▸ **Work item**
Among the records below, find the lines that contain "Resolved" and copy each of them.

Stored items

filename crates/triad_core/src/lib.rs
//! Triad core: pure state machine, domain types and view-model helpers.
mod backend;
mod effect;
mod format;
mod msg;
mod state;
mod update;
mod view_model;

pub use backend::{ArticleSource, Backend, InputMode};
pub use effect::{Effect, OperationId, OperationKind, SummaryRequest, ValidationNotice};
pub use format::format_summary;
pub use msg::{BackendOutcome, Msg, SummaryReply};
pub use state::{AppState, ModelResults, REFINING_PLACEHOLDER};
pub use update::{placeholder_for, resolve_session_text, update};
pub use view_model::{AppViewModel, PanelView};
use axum::{
    http::StatusCode,
    response::{IntoResponse, Response},
    Json,
};
use serde::Serialize;

pub type ApiResult<T> = Result<T, ApiError>;

/// Error answered to the client as `{"error": message}`.
#[derive(Debug, Clone, PartialEq, Eq, thiserror::Error)]
#[error("[{status}] {message}")]
pub struct ApiError {
    pub status: StatusCode,
    pub message: String,
}

#[derive(Serialize)]
struct ErrorBody<'a> {
    error: &'a str,
}

impl ApiError {
    pub fn new(status: StatusCode, message: impl Into<String>) -> Self {
        Self {
            status,
            message: message.into(),
        }
    }

    pub fn bad_request(message: impl Into<String>) -> Self {
        Self::new(StatusCode::BAD_REQUEST, message)
    }

    pub fn not_found(message: impl Into<String>) -> Self {
        Self::new(StatusCode::NOT_FOUND, message)
    }

    /// Upstream model API failed or answered with something unusable.
    pub fn bad_gateway(message: impl Into<String>) -> Self {
        Self::new(StatusCode::BAD_GATEWAY, message)
    }

    pub fn unavailable(message: impl Into<String>) -> Self {
        Self::new(StatusCode::SERVICE_UNAVAILABLE, message)
    }
}

impl IntoResponse for ApiError {
    fn into_response(self) -> Response {
        let body = Json(ErrorBody {
            error: &self.message,
        });
        (self.status, body).into_response()
    }
}
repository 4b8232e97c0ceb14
use std::io::{self, BufRead, IsTerminal, Write};
use std::sync::mpsc;
use std::thread;

use triad_core::{update, AppState, AppViewModel, Msg};
use triad_logging::{triad_info, triad_warn};

use crate::command::{parse_command, to_msgs, Command, HELP};
use crate::config::AppConfig;
use crate::effects::EffectRunner;
use crate::ui::render::{render, RenderStyle};

/// Everything the main loop reacts to, in arrival order.
pub enum Input {
    Line(String),
    Msg(Msg),
    StdinClosed,
}

pub fn run(config: &AppConfig) -> anyhow::Result<()> {
    let (tx, rx) = mpsc::channel::<Input>();
    let runner = EffectRunner::new(&config.client, tx.clone())?;
    spawn_stdin_reader(tx);

    let style = RenderStyle {
        ansi: io::stdout().is_terminal(),
    };
    let mut state = AppState::new();
    print_text(HELP)?;
    print_screen(&state.view(), style)?;

    let mut stdin_open = true;
    while let Ok(input) = rx.recv() {
        match input {
            Input::Line(line) => match parse_command(&line) {
                Ok(None) => {}
                Ok(Some(Command::Quit)) => break,
                Ok(Some(Command::Help)) => print_text(HELP)?,
                Ok(Some(Command::Show)) => print_screen(&state.view(), style)?,
                Ok(Some(command)) => {
                    for msg in to_msgs(command, &state.view()) {
                        state = dispatch(state, msg, &runner);
                    }
                }
                Err(err) => print_text(&format!("error: {err}"))?,
            },
            Input::Msg(msg) => state = dispatch(state, msg, &runner),
            Input::StdinClosed => stdin_open = false,
        }

        if state.consume_dirty() {
            print_screen(&state.view(), style)?;
        }
        // Piped input: stay until the last operation has settled.
        if !stdin_open && !state.is_loading() {
            break;
        }
    }

    triad_info!("session finished");
    Ok(())
}

fn dispatch(state: AppState, msg: Msg, runner: &EffectRunner) -> AppState {
    let (state, effects) = update(state, msg);
    runner.run(effects);
    state
}

fn spawn_stdin_reader(tx: mpsc::Sender<Input>) {
    thread::spawn(move || {
        for line in io::stdin().lock().lines() {
            match line {
                Ok(line) => {
                    if tx.send(Input::Line(line)).is_err() {
                        return;
                    }
                }
                Err(err) => {
                    triad_warn!("stdin read failed: {}", err);
                    break;
                }
            }
        }
        let _ = tx.send(Input::StdinClosed);
    });
}

fn print_screen(view: &AppViewModel, style: RenderStyle) -> io::Result<()> {
    print_text(&render(view, style))
}

fn print_text(text: &str) -> io::Result<()> {
    let mut stdout = io::stdout().lock();
    writeln!(stdout, "{text}")?;
    stdout.flush()
}
use std::sync::Once;
use std::time::Duration;

use bytes::Bytes;
use pretty_assertions::assert_eq;
use serde_json::json;
use triad_core::{ArticleSource, Backend, InputMode, SummaryReply, ValidationNotice};
use triad_engine::{
    BackendError, ClientSettings, Completion, FailureKind, Orchestrator, ReqwestSummaryClient,
    SummaryClient,
};
use wiremock::matchers::{body_json, method, path};
use wiremock::{Mock, MockServer, ResponseTemplate};

fn init_logging() {
    static INIT: Once = Once::new();
    INIT.call_once(triad_logging::initialize_for_tests);
}

fn orchestrator_for(server: &MockServer) -> Orchestrator<ReqwestSummaryClient> {
    let settings = ClientSettings {
        base_url: server.uri(),
        ..ClientSettings::default()
    };
    Orchestrator::new(ReqwestSummaryClient::new(&settings).expect("client"))
}

async fn mount(server: &MockServer, backend: &str, body: serde_json::Value, delay_ms: u64) {
    Mock::given(method("POST"))
        .and(path(format!("/summarize/{backend}")))
        .respond_with(
            ResponseTemplate::new(200)
                .set_delay(Duration::from_millis(delay_ms))
                .set_body_json(body),
        )
        .mount(server)
        .await;
}

#[tokio::test]
async fn submit_fills_every_slot_and_resolves_session_text_by_priority() {
    init_logging();
    let server = MockServer::start().await;
    mount(&server, "gemini", json!({"summary": "g", "article_text": "from gemini"}), 150).await;
    mount(&server, "chatgpt", json!({"summary": "c", "article_text": "from chatgpt"}), 0).await;
    mount(&server, "claude", json!({"summary": "a", "article_text": "from claude"}), 0).await;

    let mut session = orchestrator_for(&server);
    let completion = session
        .submit(ArticleSource::Url("https://example.com/post".into()), None)
        .await;

    assert_eq!(
        completion,
        Completion::Settled {
            operation: 1,
            failed: Vec::new()
        }
    );
    assert_eq!(session.session_text(), "from gemini");
    let view = session.view();
    let texts: Vec<_> = view.panels.iter().map(|p| p.text.as_str()).collect();
    assert_eq!(texts, vec!["g", "c", "a"]);
    assert!(view.follow_up_visible);
    assert!(!view.loading);
}

#[tokio::test]
async fn empty_submit_issues_no_requests() {
    init_logging();
    let server = MockServer::start().await;
    let mut session = orchestrator_for(&server);

    let completion = session.submit(ArticleSource::RawText(String::new()), None).await;

    assert_eq!(completion, Completion::Rejected(ValidationNotice::MissingText));
    assert_eq!(session.state().input_mode(), InputMode::Text);
    let received = server.received_requests().await.expect("recording on");
    assert!(received.is_empty());
}

#[tokio::test]
async fn failing_backend_is_reported_and_isolated() {
    init_logging();
    let server = MockServer::start().await;
    mount(&server, "gemini", json!({"summary": "g"}), 0).await;
    Mock::given(method("POST"))
        .and(path("/summarize/chatgpt"))
        .respond_with(ResponseTemplate::new(500).set_body_json(json!({"error": "boom"})))
        .mount(&server)
        .await;
    mount(&server, "claude", json!({"summary": "a"}), 0).await;

    let mut session = orchestrator_for(&server);
    let completion = session
        .submit(ArticleSource::RawText("Body".into()), Some("Be brief".into()))
        .await;

    assert_eq!(
        completion,
        Completion::Settled {
            operation: 1,
            failed: vec![Backend::ChatGpt]
        }
    );
    let results = session.state().results();
    assert_eq!(results.get(Backend::Gemini), "g");
    assert_eq!(results.get(Backend::ChatGpt), "Error loading ChatGPT summary");
    assert_eq!(results.get(Backend::Claude), "a");
    assert_eq!(session.session_text(), "");
}

#[tokio::test]
async fn refine_sends_session_text_and_keeps_it() {
    init_logging();
    let server = MockServer::start().await;
    Mock::given(method("POST"))
        .and(body_json(json!({"url": "https://example.com/post"})))
        .respond_with(
            ResponseTemplate::new(200)
                .set_body_json(json!({"summary": "first", "article_text": "Resolved body"})),
        )
        .expect(3)
        .mount(&server)
        .await;
    Mock::given(method("POST"))
        .and(body_json(json!({"text": "Resolved body", "prompt": "Shorter"})))
        .respond_with(
            ResponseTemplate::new(200)
                .set_body_json(json!({"summary": "short", "article_text": "Other body"})),
        )
        .expect(3)
        .mount(&server)
        .await;

    let mut session = orchestrator_for(&server);
    session
        .submit(ArticleSource::Url("https://example.com/post".into()), None)
        .await;
    let completion = session.refine("Shorter").await;

    assert_eq!(
        completion,
        Completion::Settled {
            operation: 2,
            failed: Vec::new()
        }
    );
    assert_eq!(session.session_text(), "Resolved body");
    for (_, text) in session.state().results().iter() {
        assert_eq!(text, "short");
    }
}

#[tokio::test]
async fn empty_refine_is_rejected() {
    init_logging();
    let server = MockServer::start().await;
    let mut session = orchestrator_for(&server);

    assert_eq!(
        session.refine("").await,
        Completion::Rejected(ValidationNotice::MissingFollowUp)
    );
    assert!(server.received_requests().await.expect("recording on").is_empty());
}

struct ScriptedClient {
    fail: Option<Backend>,
}

#[async_trait::async_trait]
impl SummaryClient for ScriptedClient {
    async fn summarize(&self, backend: Backend, _body: Bytes) -> Result<SummaryReply, BackendError> {
        if self.fail == Some(backend) {
            return Err(BackendError {
                kind: FailureKind::Network,
                message: "connection reset".into(),
            });
        }
        Ok(SummaryReply {
            summary: format!("{} summary", backend.display_name()),
            article_text: Some(format!("{} text", backend.id())),
        })
    }
}

#[tokio::test]
async fn tab_selection_and_failure_with_scripted_client() {
    init_logging();
    let client = ScriptedClient {
        fail: Some(Backend::Gemini),
    };
    let mut session = Orchestrator::new(client);

    session
        .submit(ArticleSource::Url("https://example.com".into()), None)
        .await;
    assert_eq!(session.session_text(), "chatgpt text");

    session.select_tab(Backend::Claude);
    let view = session.view();
    let visible: Vec<_> = view.visible_panels().map(|p| p.text.clone()).collect();
    assert_eq!(visible, vec!["Claude summary".to_string()]);
    assert_eq!(
        view.panel(Backend::Gemini).map(|p| p.text.as_str()),
        Some("Error loading Gemini summary")
    );
}
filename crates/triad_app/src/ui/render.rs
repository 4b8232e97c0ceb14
use std::fmt::Write;

use triad_core::{AppViewModel, InputMode};

const BOLD_ON: &str = "\x1b[1m";
const BOLD_OFF: &str = "\x1b[22m";

/// Styling options for [`render`].
#[derive(Debug, Clone, Copy, PartialEq, Eq)]
pub struct RenderStyle {
    /// Emit ANSI bold for `<b>` spans; otherwise the tags are dropped.
    pub ansi: bool,
}

pub fn render(view: &AppViewModel, style: RenderStyle) -> String {
    let mut out = String::new();
    let mode = match view.input_mode {
        InputMode::Url => "[url] text",
        InputMode::Text => "url [text]",
    };
    let _ = writeln!(out, "Input: {mode}");
    if view.url_section_visible {
        let _ = writeln!(out, "  URL: {}", or_dash(&view.url_input));
    }
    if view.text_section_visible {
        let lines = view.text_input.lines().count();
        let chars = view.text_input.chars().count();
        let _ = writeln!(out, "  Text: {lines} line(s), {chars} char(s)");
    }
    let prompt = if view.prompt_input.is_empty() {
        "(default)"
    } else {
        view.prompt_input.as_str()
    };
    let _ = writeln!(out, "  Prompt: {prompt}");

    if view.loading {
        let _ = writeln!(out, "Loading...");
    }
    if let Some(notice) = view.notice {
        let _ = writeln!(out, "! {}", notice.message());
    }

    let tabs = view
        .panels
        .iter()
        .map(|panel| {
            if panel.selector_active {
                format!("[{}]", panel.label)
            } else {
                panel.label.to_string()
            }
        })
        .collect::<Vec<_>>()
        .join(" ");
    let _ = writeln!(out, "Tabs: {tabs}");

    for panel in view.visible_panels() {
        let _ = writeln!(out, "--- {} ---", panel.label);
        let _ = writeln!(out, "{}", html_to_terminal(&panel.html, style));
    }

    if view.follow_up_visible {
        let _ = writeln!(
            out,
            "Follow-up available on {} char(s) of article text: refine <instruction>",
            view.session_text_chars
        );
    }
    out
}

/// Maps the formatter's `<b>` spans onto the terminal.
pub fn html_to_terminal(html: &str, style: RenderStyle) -> String {
    let (on, off) = if style.ansi {
        (BOLD_ON, BOLD_OFF)
    } else {
        ("", "")
    };
    html.replace("<b>", on).replace("</b>", off)
}

fn or_dash(value: &str) -> &str {
    if value.is_empty() {
        "-"
    } else {
        value
    }
}
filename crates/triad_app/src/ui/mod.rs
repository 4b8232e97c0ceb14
pub mod render;
use crate::{Backend, InputMode, ValidationNotice};

#[derive(Debug, Clone, PartialEq, Eq, Default)]
pub struct AppViewModel {
    pub input_mode: InputMode,
    pub url_section_visible: bool,
    pub text_section_visible: bool,
    pub url_input: String,
    pub text_input: String,
    pub prompt_input: String,
    pub follow_up_input: String,
    pub loading: bool,
    pub notice: Option<ValidationNotice>,
    pub follow_up_visible: bool,
    pub active_tab: Backend,
    pub panels: Vec<PanelView>,
    pub session_text_chars: usize,
    pub dirty: bool,
}

impl AppViewModel {
    pub fn panel(&self, backend: Backend) -> Option<&PanelView> {
        self.panels.iter().find(|panel| panel.backend == backend)
    }

    pub fn visible_panels(&self) -> impl Iterator<Item = &PanelView> {
        self.panels.iter().filter(|panel| panel.visible)
    }
}

/// One result panel together with its tab selector.
#[derive(Debug, Clone, PartialEq, Eq)]
pub struct PanelView {
    pub backend: Backend,
    pub label: &'static str,
    pub selector_active: bool,
    pub visible: bool,
    /// Raw display string as stored in the slot.
    pub text: String,
    /// `text` after [`crate::format_summary`].
    pub html: String,
}
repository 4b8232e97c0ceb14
mod app;
mod command;
mod config;
mod effects;
mod ui;

use clap::Parser;
use triad_logging::triad_info;

use crate::config::{AppArgs, AppConfig};

fn main() -> anyhow::Result<()> {
    let args = AppArgs::parse();
    let config = AppConfig::resolve(&args)?;
    triad_logging::initialize(config.log, config.log_level, None);
    triad_info!("triad starting, server={}", config.client.base_url);

    app::run(&config)
}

▸ **Solved exercise**
                .set_body_json(json!({"summary": "first", "article_text": "Resolved body"})),
        .and(body_json(json!({"text": "Resolved body", "prompt": "Shorter"})))
    assert_eq!(session.session_text(), "Resolved body");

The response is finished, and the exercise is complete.